Exercise data:
[Start of section]
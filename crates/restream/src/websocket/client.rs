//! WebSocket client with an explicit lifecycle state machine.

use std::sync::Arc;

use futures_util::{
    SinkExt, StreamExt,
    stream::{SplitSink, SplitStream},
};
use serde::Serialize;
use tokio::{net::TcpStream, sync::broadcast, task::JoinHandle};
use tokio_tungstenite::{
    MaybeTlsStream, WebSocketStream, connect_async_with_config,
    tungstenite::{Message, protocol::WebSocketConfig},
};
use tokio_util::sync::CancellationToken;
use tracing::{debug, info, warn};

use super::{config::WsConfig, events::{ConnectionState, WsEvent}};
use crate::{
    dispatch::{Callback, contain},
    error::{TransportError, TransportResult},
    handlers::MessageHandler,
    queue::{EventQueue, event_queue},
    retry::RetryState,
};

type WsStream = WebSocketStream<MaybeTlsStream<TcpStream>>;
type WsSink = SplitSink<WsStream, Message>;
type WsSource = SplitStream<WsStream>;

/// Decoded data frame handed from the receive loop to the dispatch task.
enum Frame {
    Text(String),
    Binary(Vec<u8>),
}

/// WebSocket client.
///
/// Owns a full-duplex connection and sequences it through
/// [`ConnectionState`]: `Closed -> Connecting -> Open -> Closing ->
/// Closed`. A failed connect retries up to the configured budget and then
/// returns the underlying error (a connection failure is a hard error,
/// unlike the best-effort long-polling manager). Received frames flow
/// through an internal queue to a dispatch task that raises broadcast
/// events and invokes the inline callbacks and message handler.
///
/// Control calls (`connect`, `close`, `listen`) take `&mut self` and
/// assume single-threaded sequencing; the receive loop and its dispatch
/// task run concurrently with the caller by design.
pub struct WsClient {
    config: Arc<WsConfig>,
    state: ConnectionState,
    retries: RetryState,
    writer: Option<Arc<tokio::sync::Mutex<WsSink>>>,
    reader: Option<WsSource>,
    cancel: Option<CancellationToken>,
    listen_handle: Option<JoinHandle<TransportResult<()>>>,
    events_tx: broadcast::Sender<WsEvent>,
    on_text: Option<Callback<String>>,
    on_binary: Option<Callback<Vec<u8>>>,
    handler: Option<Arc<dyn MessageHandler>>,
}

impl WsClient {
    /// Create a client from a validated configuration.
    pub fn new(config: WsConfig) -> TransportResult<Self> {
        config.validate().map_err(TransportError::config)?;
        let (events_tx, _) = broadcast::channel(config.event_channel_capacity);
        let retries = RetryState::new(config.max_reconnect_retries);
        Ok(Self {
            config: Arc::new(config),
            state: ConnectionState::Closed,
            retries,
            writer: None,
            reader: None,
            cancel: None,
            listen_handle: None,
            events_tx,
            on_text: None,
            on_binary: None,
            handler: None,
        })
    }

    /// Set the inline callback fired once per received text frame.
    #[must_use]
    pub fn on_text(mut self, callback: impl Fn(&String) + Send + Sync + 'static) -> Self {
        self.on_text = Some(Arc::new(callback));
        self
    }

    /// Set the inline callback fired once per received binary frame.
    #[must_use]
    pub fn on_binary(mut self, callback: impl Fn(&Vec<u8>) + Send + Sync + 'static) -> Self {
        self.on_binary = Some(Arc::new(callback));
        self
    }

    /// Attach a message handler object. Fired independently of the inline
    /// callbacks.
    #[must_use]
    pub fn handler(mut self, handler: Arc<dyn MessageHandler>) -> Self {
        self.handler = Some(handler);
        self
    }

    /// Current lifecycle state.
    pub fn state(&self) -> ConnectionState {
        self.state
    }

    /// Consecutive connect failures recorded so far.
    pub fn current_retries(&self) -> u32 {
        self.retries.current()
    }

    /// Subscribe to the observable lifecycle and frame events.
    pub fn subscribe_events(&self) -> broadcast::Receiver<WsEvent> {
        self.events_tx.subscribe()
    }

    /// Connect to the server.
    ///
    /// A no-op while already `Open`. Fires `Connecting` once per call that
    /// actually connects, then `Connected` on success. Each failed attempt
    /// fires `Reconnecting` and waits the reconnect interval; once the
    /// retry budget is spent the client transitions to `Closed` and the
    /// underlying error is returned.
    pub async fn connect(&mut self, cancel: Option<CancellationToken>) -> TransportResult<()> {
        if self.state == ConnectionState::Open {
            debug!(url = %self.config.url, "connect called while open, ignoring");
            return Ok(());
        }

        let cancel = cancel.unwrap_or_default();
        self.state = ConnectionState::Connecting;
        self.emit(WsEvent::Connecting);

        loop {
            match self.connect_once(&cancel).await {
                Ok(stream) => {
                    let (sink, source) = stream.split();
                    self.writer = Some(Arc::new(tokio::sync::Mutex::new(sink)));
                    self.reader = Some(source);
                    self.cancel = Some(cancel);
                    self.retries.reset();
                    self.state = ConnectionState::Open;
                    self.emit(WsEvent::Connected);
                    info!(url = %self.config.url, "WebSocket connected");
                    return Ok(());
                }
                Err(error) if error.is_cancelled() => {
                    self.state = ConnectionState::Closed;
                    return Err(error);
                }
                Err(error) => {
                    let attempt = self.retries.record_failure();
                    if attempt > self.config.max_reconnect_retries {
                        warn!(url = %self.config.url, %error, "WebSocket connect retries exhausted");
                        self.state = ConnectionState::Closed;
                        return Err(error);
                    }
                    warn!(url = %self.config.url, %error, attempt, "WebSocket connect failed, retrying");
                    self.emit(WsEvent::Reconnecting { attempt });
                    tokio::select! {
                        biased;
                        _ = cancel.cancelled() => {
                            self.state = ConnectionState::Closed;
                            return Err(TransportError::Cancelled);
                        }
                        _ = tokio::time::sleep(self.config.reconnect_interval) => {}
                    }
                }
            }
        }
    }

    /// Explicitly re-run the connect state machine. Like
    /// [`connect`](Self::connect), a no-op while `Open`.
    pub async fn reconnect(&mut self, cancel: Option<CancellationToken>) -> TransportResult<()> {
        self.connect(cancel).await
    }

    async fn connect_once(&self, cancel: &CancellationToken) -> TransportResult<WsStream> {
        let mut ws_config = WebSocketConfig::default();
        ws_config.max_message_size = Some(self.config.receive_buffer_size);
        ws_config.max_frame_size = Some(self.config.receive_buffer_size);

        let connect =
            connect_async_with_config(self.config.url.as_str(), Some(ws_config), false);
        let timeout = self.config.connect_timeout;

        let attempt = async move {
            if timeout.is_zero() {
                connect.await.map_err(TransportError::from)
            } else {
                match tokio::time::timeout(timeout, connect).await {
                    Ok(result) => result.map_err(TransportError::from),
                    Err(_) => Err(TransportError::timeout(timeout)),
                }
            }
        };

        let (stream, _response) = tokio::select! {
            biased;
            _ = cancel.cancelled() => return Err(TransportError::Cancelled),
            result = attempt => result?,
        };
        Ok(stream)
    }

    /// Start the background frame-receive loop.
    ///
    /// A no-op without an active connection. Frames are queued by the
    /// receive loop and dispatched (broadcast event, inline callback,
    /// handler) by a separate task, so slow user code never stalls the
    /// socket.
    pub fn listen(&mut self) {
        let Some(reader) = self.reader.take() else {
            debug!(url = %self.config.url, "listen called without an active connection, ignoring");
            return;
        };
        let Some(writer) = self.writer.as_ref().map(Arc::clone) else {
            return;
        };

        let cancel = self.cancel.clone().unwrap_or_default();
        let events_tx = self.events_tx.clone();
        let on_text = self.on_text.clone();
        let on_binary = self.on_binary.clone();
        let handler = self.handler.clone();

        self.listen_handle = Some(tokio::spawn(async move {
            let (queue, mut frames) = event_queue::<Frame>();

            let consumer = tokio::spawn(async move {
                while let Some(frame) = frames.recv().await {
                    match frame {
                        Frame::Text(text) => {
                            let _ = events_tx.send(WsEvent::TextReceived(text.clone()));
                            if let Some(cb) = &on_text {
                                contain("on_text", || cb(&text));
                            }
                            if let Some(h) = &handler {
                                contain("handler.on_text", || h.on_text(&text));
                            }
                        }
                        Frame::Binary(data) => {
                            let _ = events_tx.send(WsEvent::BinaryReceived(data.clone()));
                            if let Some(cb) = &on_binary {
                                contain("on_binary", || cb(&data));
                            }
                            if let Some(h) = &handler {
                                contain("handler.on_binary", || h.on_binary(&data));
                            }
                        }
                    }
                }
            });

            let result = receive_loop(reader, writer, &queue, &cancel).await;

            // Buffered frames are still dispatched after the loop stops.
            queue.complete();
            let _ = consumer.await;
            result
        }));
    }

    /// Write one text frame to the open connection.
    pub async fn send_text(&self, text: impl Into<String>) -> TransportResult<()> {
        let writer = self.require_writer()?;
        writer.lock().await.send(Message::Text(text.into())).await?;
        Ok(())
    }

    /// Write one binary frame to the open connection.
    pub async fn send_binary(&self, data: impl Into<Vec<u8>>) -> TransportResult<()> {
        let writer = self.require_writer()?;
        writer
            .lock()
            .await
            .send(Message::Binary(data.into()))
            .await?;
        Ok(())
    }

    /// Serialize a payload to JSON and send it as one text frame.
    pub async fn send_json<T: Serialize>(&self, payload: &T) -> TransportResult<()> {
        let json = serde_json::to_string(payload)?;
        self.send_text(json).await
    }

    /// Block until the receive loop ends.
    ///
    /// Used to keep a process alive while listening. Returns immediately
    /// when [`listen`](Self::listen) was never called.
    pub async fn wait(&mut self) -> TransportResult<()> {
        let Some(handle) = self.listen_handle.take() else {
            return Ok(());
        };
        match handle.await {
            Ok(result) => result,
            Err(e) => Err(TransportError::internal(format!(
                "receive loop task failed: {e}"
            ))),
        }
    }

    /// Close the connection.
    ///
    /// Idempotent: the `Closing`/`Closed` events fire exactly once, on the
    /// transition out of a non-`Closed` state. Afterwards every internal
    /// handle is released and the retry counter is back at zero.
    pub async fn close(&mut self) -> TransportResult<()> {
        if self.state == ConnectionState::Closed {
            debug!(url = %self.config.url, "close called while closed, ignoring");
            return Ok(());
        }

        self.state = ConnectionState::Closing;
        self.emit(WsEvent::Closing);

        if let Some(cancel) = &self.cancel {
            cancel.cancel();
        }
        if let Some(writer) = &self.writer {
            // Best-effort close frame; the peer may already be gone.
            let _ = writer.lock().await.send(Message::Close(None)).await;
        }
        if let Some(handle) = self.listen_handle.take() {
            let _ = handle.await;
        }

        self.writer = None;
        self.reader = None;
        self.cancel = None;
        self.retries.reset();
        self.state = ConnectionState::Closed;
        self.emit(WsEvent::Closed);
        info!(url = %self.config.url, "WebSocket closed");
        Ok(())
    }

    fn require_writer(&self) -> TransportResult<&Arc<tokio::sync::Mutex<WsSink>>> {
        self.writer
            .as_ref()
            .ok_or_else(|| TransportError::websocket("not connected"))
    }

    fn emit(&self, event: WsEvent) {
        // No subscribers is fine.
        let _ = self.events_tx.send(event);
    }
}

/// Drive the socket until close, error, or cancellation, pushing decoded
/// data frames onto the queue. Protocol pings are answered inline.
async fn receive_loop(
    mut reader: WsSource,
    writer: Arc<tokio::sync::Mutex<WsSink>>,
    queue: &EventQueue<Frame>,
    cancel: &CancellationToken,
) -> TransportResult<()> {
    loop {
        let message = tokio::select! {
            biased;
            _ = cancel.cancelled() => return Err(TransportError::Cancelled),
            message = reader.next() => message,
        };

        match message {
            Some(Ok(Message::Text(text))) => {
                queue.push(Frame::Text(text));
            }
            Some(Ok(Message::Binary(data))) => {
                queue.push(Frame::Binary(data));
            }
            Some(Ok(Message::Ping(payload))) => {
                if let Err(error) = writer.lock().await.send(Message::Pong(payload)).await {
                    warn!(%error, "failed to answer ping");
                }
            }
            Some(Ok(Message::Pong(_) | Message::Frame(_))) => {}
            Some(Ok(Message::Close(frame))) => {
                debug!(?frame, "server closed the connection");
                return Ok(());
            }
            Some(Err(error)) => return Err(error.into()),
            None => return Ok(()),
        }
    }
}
[End of section]
Task to carry out: Please transcribe the records exactly from their first line through the line holding "budget and then", and leave out all others.

The completed task:
filename crates/restream/src/websocket/client.rs
//! WebSocket client with an explicit lifecycle state machine.

use std::sync::Arc;

use futures_util::{
    SinkExt, StreamExt,
    stream::{SplitSink, SplitStream},
};
use serde::Serialize;
use tokio::{net::TcpStream, sync::broadcast, task::JoinHandle};
use tokio_tungstenite::{
    MaybeTlsStream, WebSocketStream, connect_async_with_config,
    tungstenite::{Message, protocol::WebSocketConfig},
};
use tokio_util::sync::CancellationToken;
use tracing::{debug, info, warn};

use super::{config::WsConfig, events::{ConnectionState, WsEvent}};
use crate::{
    dispatch::{Callback, contain},
    error::{TransportError, TransportResult},
    handlers::MessageHandler,
    queue::{EventQueue, event_queue},
    retry::RetryState,
};

type WsStream = WebSocketStream<MaybeTlsStream<TcpStream>>;
type WsSink = SplitSink<WsStream, Message>;
type WsSource = SplitStream<WsStream>;

/// Decoded data frame handed from the receive loop to the dispatch task.
enum Frame {
    Text(String),
    Binary(Vec<u8>),
}

/// WebSocket client.
///
/// Owns a full-duplex connection and sequences it through
/// [`ConnectionState`]: `Closed -> Connecting -> Open -> Closing ->
/// Closed`. A failed connect retries up to the configured budget and then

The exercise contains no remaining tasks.